*** Block opens ***
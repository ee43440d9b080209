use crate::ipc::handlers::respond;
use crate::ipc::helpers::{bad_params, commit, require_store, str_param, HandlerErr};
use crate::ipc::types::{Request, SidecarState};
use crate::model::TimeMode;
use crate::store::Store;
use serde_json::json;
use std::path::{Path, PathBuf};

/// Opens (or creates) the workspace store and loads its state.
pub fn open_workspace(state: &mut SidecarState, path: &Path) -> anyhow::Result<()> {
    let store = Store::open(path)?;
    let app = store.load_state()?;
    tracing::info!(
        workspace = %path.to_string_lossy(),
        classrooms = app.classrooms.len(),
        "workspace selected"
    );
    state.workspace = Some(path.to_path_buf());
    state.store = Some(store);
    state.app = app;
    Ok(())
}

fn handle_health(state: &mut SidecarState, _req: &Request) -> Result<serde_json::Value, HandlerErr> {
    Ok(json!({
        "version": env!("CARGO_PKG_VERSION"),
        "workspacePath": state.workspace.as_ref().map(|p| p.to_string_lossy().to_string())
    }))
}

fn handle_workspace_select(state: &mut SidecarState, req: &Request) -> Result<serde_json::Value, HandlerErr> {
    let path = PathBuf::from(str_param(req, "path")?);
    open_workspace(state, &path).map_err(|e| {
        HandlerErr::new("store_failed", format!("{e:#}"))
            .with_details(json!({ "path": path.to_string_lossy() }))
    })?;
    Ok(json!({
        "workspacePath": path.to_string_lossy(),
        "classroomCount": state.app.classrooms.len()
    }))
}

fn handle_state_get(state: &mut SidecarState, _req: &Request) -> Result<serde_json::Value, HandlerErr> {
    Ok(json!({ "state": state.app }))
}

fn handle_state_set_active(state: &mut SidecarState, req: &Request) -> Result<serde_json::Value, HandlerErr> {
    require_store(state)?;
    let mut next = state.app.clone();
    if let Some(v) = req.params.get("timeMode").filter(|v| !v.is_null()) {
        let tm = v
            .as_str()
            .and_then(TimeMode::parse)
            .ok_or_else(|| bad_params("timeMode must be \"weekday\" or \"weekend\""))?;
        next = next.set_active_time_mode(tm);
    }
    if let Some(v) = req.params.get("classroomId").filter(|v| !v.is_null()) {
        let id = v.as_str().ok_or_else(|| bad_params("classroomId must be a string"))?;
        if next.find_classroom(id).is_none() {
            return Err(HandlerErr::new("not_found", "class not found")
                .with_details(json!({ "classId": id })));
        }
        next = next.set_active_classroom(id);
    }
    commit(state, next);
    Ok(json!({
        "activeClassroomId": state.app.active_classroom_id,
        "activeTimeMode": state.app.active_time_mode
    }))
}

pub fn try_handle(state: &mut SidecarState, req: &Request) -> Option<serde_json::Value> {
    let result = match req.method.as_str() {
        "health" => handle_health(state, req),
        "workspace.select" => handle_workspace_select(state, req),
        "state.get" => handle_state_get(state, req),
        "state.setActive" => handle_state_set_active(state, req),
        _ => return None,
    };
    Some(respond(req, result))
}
*** Block closes ***
■ TASK GOAL ■
In the records above, locate the lines holding the word "commit". Copy each of them.

■ RESPONSE BELOW ■
use crate::ipc::helpers::{bad_params, commit, require_store, str_param, HandlerErr};
    commit(state, next);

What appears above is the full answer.